My rant against gerontocracy (which flirts with idiocracy) turned out to be timely, as various events reminded people that the organizers of our little conflagration are angry oldsters with complexes. Russian and Ukrainian youth are in dreams deferred mode, whereas US youths aren’t facing a draft at least. There’s empathy all around for the subjugated youth at the hands of tyrannical geriatrics.
During militaristic times, advances in civil rights bog down, because the people freeze into military hierarchies, become top down. Bottom up reforms get stymied as the commanders get bossy and send grunts to the front. If you had wanted more egalitarian democracy and more privileges and rights for both minors and adults alike, then outward war was misbegotten.
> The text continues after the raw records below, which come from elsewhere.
//! Platform-specific helpers.

use anyhow::{Context, Result, bail};
use std::path::{Path, PathBuf};

/// Whether weave is running on Windows.
#[must_use]
pub const fn is_windows() -> bool {
    cfg!(windows)
}

/// Name of the git executable to spawn.
#[must_use]
pub const fn get_git_command() -> &'static str {
    if is_windows() {
        "git.exe"
    } else {
        "git"
    }
}

/// The current user's home directory.
pub fn get_home_dir() -> Result<PathBuf> {
    dirs::home_dir().ok_or_else(|| {
        let platform_help = if is_windows() {
            "On Windows: Check that the USERPROFILE environment variable is set"
        } else {
            "On Unix/Linux: Check that the HOME environment variable is set"
        };
        anyhow::anyhow!("Could not determine home directory.\n\n{platform_help}")
    })
}

/// Resolve a user-supplied path from `weave.toml` or the command line.
///
/// A leading `~/` expands to the home directory, `$VAR` and `${VAR}` expand to environment
/// variables, and relative results are taken relative to `base`.
pub fn resolve_path(path: &str, base: &Path) -> Result<PathBuf> {
    let expanded = if let Some(rest) = path.strip_prefix("~/") {
        get_home_dir()?.join(rest).to_string_lossy().into_owned()
    } else if path == "~" {
        get_home_dir()?.to_string_lossy().into_owned()
    } else if path.starts_with('~') {
        bail!(
            "Invalid path: {path}\n\n\
             Tilde expansion only supports '~/' for the home directory."
        );
    } else {
        path.to_string()
    };

    let expanded = shellexpand::env(&expanded)
        .with_context(|| format!("Failed to expand environment variables in path: {path}"))?;
    let expanded = PathBuf::from(expanded.as_ref());

    if expanded.is_absolute() {
        Ok(expanded)
    } else {
        Ok(base.join(expanded))
    }
}
//! List the provenance headers of a rendered artifact.

use anyhow::{Context, Result};
use clap::Args;
use std::path::PathBuf;

use super::common::{CommandContext, CommandExecutor};
use crate::provenance::decode;

/// Print the provenance headers of an artifact
#[derive(Args, Debug)]
pub struct HeadersCommand {
    /// Rendered artifact
    #[arg(value_name = "ARTIFACT")]
    pub artifact: PathBuf,

    /// Print JSON instead of text
    #[arg(long)]
    pub json: bool,
}

impl CommandExecutor for HeadersCommand {
    async fn execute_with_context(self, ctx: CommandContext) -> Result<()> {
        let path = ctx.absolute(&self.artifact);
        let artifact = tokio::fs::read_to_string(&path)
            .await
            .with_context(|| format!("Failed to read artifact {}", path.display()))?;
        let headers = decode(&artifact)?;

        if self.json {
            let rows: Vec<serde_json::Value> = headers
                .iter()
                .map(|h| {
                    serde_json::json!({
                        "path": h.path,
                        "checksum": h.checksum.to_string(),
                        "commit": h.commit,
                    })
                })
                .collect();
            println!("{}", serde_json::to_string_pretty(&rows)?);
            return Ok(());
        }

        for header in &headers {
            match &header.commit {
                Some(commit) => println!("{}\t{}\t{}", header.path, header.checksum, commit),
                None => println!("{}\t{}", header.path, header.checksum),
            }
        }
        Ok(())
    }
}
We’re looking at the civil right, the human freedom, to not be abused by ideologues who believe it’s their job to hatch and execute plans for all the rest of us. We’re the extras. If you’re not of a mind to be stuffed in a nasty old tank and sent into some stupid old fashioned tank battle, I understand. You’d rather not have your life ruined by morons, I get it.
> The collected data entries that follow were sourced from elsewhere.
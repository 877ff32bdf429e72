//! Shared plumbing for CLI commands.

use anyhow::{Context, Result};
use colored::Colorize;
use std::path::{Path, PathBuf};

use crate::config::WeaveConfig;
use crate::core::WeaveError;
use crate::git::GitRepo;
use crate::history::{CacheIndex, CacheStore, GitBackend, Indexer};
use crate::lookup::{LookupEngine, LookupResult};
use crate::provenance::ChecksumAlgorithm;
use crate::utils::fs::atomic_write;

/// Common trait for CLI command execution
pub trait CommandExecutor: Sized {
    /// Run the command with the loaded configuration.
    fn execute_with_context(
        self,
        ctx: CommandContext,
    ) -> impl std::future::Future<Output = Result<()>> + Send;
}

/// Everything a command needs besides its own arguments.
#[derive(Debug, Clone)]
pub struct CommandContext {
    pub config: WeaveConfig,
    /// Directory the command was started in
    pub cwd: PathBuf,
    pub show_progress: bool,
}

impl CommandContext {
    /// Load configuration relative to the current directory.
    pub fn load(config_path: Option<&Path>, show_progress: bool) -> Result<Self> {
        let cwd = std::env::current_dir().context("Failed to determine current directory")?;
        let config = WeaveConfig::load_or_default(config_path, &cwd)?;
        Ok(Self {
            config,
            cwd,
            show_progress,
        })
    }

    /// `path` made absolute against the working directory.
    #[must_use]
    pub fn absolute(&self, path: &Path) -> PathBuf {
        if path.is_absolute() {
            path.to_path_buf()
        } else {
            self.cwd.join(path)
        }
    }
}

/// History cache options shared by `locate`, `index` and `trace`.
#[derive(clap::Args, Debug, Clone, Default)]
pub struct HistoryArgs {
    /// Repository to search (defaults to the current directory)
    #[arg(long, value_name = "DIR")]
    pub repo: Option<PathBuf>,

    /// History cache file (defaults to .weave-cache.json in the repository root)
    #[arg(long, value_name = "FILE")]
    pub cache: Option<PathBuf>,

    /// Do not write the history cache back
    #[arg(long)]
    pub no_save_cache: bool,

    /// Index commits reachable from every ref instead of only HEAD
    #[arg(long)]
    pub all_refs: bool,

    /// Commits processed concurrently
    #[arg(long, value_name = "N")]
    pub workers: Option<usize>,

    /// Checksum algorithm of the cache
    #[arg(long)]
    pub algorithm: Option<ChecksumAlgorithm>,
}

/// An opened repository together with its loaded history index.
pub struct HistorySession {
    pub repo: GitRepo,
    pub store: CacheStore,
    pub index: CacheIndex,
    pub engine: LookupEngine<GitBackend>,
}

impl HistoryArgs {
    #[must_use]
    pub fn algorithm(&self, ctx: &CommandContext) -> ChecksumAlgorithm {
        self.algorithm.unwrap_or(ctx.config.render.algorithm)
    }

    /// Discover the repository and load its history cache.
    pub async fn open(&self, ctx: &CommandContext, algorithm: ChecksumAlgorithm) -> Result<HistorySession> {
        let start = self.repo.as_deref().map_or_else(|| ctx.cwd.clone(), |p| ctx.absolute(p));
        let repo = GitRepo::discover(&start).await?;

        let cache_path = match &self.cache {
            Some(path) => ctx.absolute(path),
            None => ctx.config.cache_path(repo.root())?,
        };
        let persist = ctx.config.locate.save_cache && !self.no_save_cache;
        let store = CacheStore::new(cache_path, persist);
        let index = store.load(algorithm).await?;

        let mut options = ctx.config.indexer_options();
        if let Some(workers) = self.workers {
            if workers == 0 {
                return Err(WeaveError::ConfigError {
                    message: "--workers must be at least 1".to_string(),
                }
                .into());
            }
            options.workers = workers;
        }
        options.handle_interrupts = true;
        options.show_progress = ctx.show_progress;

        let backend = GitBackend::new(repo.clone(), self.all_refs || ctx.config.locate.all_refs);
        let engine = LookupEngine::new(Indexer::new(backend, options), Some(store.clone()));
        Ok(HistorySession {
            repo,
            store,
            index,
            engine,
        })
    }
}

/// Print a found source the way `locate` and `trace` show it.
pub fn print_match(result: &LookupResult, indent: &str) {
    println!("{indent}{}  {}", "commit ".dimmed(), result.commit.yellow());
    println!("{indent}{}  {}", "path   ".dimmed(), result.path);
    println!("{indent}{}  {}", "date   ".dimmed(), result.date.to_rfc3339());
    if !result.author.is_empty() {
        println!("{indent}{}  {}", "author ".dimmed(), result.author);
    }
    if !result.summary.is_empty() {
        println!("{indent}{}  {}", "message".dimmed(), result.summary);
    }
}

/// Write `content` to `path` unless it exists and `force` is not set.
pub fn write_output(path: &Path, content: &[u8], force: bool) -> Result<()> {
    if path.exists() && !force {
        return Err(WeaveError::OutputExists {
            path: path.display().to_string(),
        }
        .into());
    }
    atomic_write(path, content)
}

#[cfg(test)]
mod tests {
    use super::*;

    #[test]
    fn test_write_output_refuses_to_overwrite() {
        let dir = tempfile::tempdir().unwrap();
        let path = dir.path().join("out.py");
        write_output(&path, b"one\n", false).unwrap();

        let err = write_output(&path, b"two\n", false).unwrap_err();
        assert!(matches!(err.downcast_ref::<WeaveError>(), Some(WeaveError::OutputExists { .. })));
        assert_eq!(std::fs::read_to_string(&path).unwrap(), "one\n");

        write_output(&path, b"two\n", true).unwrap();
        assert_eq!(std::fs::read_to_string(&path).unwrap(), "two\n");
    }

    #[test]
    fn test_absolute() {
        let ctx = CommandContext {
            config: WeaveConfig::default(),
            cwd: PathBuf::from("/work"),
            show_progress: false,
        };
        assert_eq!(ctx.absolute(Path::new("a.py")), PathBuf::from("/work/a.py"));
        assert_eq!(ctx.absolute(Path::new("/abs/a.py")), PathBuf::from("/abs/a.py"));
    }
}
I’m not typecasting all old people as misguided. A lot of them live according to obsolete thought patterns, true, but oldsters also have more hindsight, more experience, and in many cases more time to ponder and rethink. A good way to get out from under gerontocracy is to listen to oldsters telling how. Remember how MAD magazine used to leak the secrets of PR gurus (ad men, mad men of Madison Avenue), making allies among kids like me, just starting across the minefield of adulthood.